Start of Material shown
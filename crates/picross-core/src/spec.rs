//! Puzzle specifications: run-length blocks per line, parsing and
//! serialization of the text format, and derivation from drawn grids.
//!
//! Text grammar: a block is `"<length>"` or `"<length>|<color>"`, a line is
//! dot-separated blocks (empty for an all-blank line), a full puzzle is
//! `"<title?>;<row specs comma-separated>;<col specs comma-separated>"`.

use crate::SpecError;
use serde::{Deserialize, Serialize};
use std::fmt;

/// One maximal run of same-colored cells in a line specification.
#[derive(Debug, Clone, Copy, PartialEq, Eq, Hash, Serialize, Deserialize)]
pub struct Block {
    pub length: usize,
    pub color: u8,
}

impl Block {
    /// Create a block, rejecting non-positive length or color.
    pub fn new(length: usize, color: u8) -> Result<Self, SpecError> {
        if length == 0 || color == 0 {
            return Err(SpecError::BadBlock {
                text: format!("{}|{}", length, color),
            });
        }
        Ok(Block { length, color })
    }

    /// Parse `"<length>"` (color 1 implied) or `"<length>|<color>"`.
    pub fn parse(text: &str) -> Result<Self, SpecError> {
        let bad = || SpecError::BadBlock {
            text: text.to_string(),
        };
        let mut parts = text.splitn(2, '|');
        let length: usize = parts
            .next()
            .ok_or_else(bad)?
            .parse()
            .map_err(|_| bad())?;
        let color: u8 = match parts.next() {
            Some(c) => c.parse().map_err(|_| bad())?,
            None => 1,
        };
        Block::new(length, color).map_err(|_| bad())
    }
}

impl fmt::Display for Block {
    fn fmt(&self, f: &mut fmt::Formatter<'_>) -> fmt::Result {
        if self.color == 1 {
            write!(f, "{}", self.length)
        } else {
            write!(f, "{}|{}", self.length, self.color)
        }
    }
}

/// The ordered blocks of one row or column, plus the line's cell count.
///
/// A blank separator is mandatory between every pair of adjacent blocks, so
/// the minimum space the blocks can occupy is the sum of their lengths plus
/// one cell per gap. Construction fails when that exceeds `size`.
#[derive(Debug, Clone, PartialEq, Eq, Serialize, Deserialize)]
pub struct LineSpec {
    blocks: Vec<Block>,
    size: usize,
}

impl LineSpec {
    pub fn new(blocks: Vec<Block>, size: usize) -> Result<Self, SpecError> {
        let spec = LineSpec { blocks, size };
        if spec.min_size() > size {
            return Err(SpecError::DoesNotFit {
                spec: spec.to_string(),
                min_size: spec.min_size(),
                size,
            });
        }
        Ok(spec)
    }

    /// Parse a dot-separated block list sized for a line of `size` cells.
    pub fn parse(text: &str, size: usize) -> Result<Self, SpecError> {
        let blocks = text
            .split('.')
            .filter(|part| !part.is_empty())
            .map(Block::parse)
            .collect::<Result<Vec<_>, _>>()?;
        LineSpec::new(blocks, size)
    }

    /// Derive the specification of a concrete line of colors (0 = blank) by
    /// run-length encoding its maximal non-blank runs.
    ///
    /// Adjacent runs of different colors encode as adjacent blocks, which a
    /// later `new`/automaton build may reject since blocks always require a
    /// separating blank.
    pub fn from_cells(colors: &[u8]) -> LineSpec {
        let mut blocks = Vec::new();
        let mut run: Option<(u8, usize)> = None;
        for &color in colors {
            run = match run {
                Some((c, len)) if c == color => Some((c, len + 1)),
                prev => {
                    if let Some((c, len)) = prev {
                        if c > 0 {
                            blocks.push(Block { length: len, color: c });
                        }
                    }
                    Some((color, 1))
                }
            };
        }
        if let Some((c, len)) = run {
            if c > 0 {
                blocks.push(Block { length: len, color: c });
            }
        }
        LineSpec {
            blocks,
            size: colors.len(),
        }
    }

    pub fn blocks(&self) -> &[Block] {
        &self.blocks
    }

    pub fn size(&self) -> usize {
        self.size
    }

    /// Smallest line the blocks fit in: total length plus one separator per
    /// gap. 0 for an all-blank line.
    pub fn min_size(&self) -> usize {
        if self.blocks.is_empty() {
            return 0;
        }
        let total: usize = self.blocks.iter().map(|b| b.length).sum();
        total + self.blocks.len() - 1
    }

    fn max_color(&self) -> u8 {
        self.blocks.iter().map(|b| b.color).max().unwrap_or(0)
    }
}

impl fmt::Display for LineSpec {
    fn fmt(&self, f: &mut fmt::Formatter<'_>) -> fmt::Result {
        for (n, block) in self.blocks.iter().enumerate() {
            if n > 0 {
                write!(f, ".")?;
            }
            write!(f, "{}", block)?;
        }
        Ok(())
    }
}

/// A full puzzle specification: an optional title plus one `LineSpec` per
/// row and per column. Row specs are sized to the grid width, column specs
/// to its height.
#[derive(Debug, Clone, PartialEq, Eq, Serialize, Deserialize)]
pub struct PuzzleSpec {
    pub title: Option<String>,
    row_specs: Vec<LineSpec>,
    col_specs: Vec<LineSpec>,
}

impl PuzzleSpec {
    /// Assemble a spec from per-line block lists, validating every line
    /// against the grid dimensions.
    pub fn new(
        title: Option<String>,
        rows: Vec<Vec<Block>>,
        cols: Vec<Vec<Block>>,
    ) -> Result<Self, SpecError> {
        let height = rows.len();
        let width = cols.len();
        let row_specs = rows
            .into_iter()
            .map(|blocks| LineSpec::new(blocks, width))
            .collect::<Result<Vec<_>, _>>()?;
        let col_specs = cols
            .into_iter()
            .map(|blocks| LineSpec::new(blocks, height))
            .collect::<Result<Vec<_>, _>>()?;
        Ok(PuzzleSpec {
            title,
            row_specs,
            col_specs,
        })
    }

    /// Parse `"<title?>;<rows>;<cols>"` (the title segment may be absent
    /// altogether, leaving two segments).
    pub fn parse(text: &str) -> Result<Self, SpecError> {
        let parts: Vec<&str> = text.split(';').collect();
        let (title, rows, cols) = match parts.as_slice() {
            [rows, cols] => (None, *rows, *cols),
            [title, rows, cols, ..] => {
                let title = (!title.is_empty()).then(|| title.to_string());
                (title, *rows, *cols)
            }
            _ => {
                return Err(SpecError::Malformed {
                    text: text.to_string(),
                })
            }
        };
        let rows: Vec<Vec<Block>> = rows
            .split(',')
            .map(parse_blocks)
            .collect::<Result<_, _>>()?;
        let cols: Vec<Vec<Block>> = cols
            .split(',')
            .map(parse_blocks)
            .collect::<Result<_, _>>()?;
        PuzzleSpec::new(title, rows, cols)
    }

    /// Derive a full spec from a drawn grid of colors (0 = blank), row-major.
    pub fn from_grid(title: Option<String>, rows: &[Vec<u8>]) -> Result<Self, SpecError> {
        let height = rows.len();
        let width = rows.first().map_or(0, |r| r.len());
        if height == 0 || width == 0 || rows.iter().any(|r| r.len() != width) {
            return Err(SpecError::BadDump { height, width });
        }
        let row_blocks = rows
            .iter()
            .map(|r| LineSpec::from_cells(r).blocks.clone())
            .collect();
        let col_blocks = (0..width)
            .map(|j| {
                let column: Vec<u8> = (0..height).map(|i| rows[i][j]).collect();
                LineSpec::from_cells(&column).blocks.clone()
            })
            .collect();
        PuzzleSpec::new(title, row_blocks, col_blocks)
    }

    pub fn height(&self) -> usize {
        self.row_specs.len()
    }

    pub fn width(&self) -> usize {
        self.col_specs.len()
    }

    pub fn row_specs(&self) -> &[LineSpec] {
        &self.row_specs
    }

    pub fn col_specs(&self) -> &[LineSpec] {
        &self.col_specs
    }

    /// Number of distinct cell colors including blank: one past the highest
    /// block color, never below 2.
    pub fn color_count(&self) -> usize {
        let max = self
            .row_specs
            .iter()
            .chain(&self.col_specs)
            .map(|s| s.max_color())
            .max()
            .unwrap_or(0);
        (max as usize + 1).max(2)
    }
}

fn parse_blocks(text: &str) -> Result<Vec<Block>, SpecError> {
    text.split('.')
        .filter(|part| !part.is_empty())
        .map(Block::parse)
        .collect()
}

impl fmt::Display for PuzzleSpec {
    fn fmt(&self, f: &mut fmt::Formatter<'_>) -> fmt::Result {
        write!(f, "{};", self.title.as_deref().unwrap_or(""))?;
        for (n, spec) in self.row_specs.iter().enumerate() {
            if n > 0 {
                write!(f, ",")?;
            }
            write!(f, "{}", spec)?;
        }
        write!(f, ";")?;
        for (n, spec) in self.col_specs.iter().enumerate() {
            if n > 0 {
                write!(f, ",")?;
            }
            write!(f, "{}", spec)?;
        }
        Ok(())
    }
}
End of Material shown
Assignment: Exactly the lines running from the top of the records to the line that contains "specs comma-separated>;<col specs", inclusive, must be set down, and nothing more.

Task solution:
filename crates/picross-core/src/spec.rs
//! Puzzle specifications: run-length blocks per line, parsing and
//! serialization of the text format, and derivation from drawn grids.
//!
//! Text grammar: a block is `"<length>"` or `"<length>|<color>"`, a line is
//! dot-separated blocks (empty for an all-blank line), a full puzzle is
//! `"<title?>;<row specs comma-separated>;<col specs comma-separated>"`.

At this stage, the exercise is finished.